I'd rather hold GDX or GDXJ, the two leading ETFs for gold miners and junior gold miners respectively.

Thanks Lootman.

I had looked at GDX, but don't want to get into the cost of exchanging currencies or additional broker costs involved with holding non-UK stocks. I guess that leaves me with (ETF's) SGLN or PHGP.

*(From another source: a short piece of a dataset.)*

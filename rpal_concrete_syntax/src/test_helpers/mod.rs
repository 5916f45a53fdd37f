pub mod abstract_syntax;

Is there anything to choose between SGLN or PHGP, apart from the slight difference in charges (0.25% v 0.39% and the fact that PHGP is domiciled in Jersey and SGLN in Ireland?

Re: Gold

Posted: December 29th, 2019, 1:39 pm
by csearle
Moderator Message:
To follow the "How do you invest in gold" fork in the discussion please continue reading here. Thanks. - Chris

Re: Gold

Posted: July 27th, 2020, 10:47 am
by Jonetc15
On 21 December 2018 Gold was $1259. It’s currently (27 July) $1940. The p&f chart raises the question when the price will take a breather/consolidate:
https://stockcharts.com/freecharts/pnf. ... !!!2!20%5D

Jon

Re: Gold

Posted: July 31st, 2020, 12:16 pm
by 1nvest
£1 invested in stock accumulation at the start of 1972 would have been £180 value at the end of 2019

£1 invested in gold at the start of 1972 would have been £80 value at the end of 2019

50/50 of both initially, bought and held would be valued at £130 at the end of 2019

50/50 yearly rebalanced and the value would have been £240 at the end of 2019. You'd be holding 33% more shares than at the start, and 3 times as many ounces of gold as at the start.

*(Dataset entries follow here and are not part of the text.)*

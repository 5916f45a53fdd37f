use rustyline::{error::ReadlineError, Editor};

use rpal_runtime::{
    config::Config,
    toplevel::{init_tracing, run_source},
};

const BANNER: &str = r#"
                     __
   _________  ____ _/ /
  / ___/ __ \/ __ `/ /
 / /  / /_/ / /_/ / /
/_/  / .___/\__,_/_/
    /_/

"#;

fn main() {
    init_tracing();
    println!("{}", BANNER);

    let cfg = Config::default();
    let mut rl = Editor::<()>::new();
    loop {
        let readline = rl.readline("> ");
        match readline {
            Ok(line) => {
                if line.trim().is_empty() {
                    continue;
                }
                rl.add_history_entry(line.as_str());
                let mut printed = Vec::new();
                let res = run_source(&line, &cfg, &mut printed);
                if !printed.is_empty() {
                    println!("{}", String::from_utf8_lossy(&printed));
                }
                match res {
                    Ok(val) => println!("{}", val),
                    Err(err) => println!("error: {}", err),
                }
            }
            Err(ReadlineError::Interrupted) => continue,
            Err(ReadlineError::Eof) => {
                println!("\nbye!");
                break;
            }
            Err(err) => {
                println!("error: {:?}", err);
                break;
            }
        }
    }
}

Can TA improve upon just simple yearly rebalancing, which after all is a 'trading plan', albeit the most simplest? I suspect not as both stocks and gold prices are volatile and often surprise.

Re: Gold

Posted: July 31st, 2020, 3:16 pm
by Adamski
Jonetc15 wrote:On 21 December 2018 Gold was $1259. It’s currently (27 July) $1940. The p&f chart raises the question when the price will take a breather/consolidate


My guess is the gold price will only fall once stocks take off again. I think the rebound was because feel good due to beating the first wave, plus growth in big tech doing the heavy lifting, compounded (in my opinion) by mega hyped up stocks like Tesla and Shopify :roll:

I think stocks will go sideways and only get bullish again when there is a workable vaccine and everyone who wants has been vaccinated (end of the year?) or Covid miraculously almost-disappears like Swine flu (herd immunity?). That could be some time, hence party time for gold right now.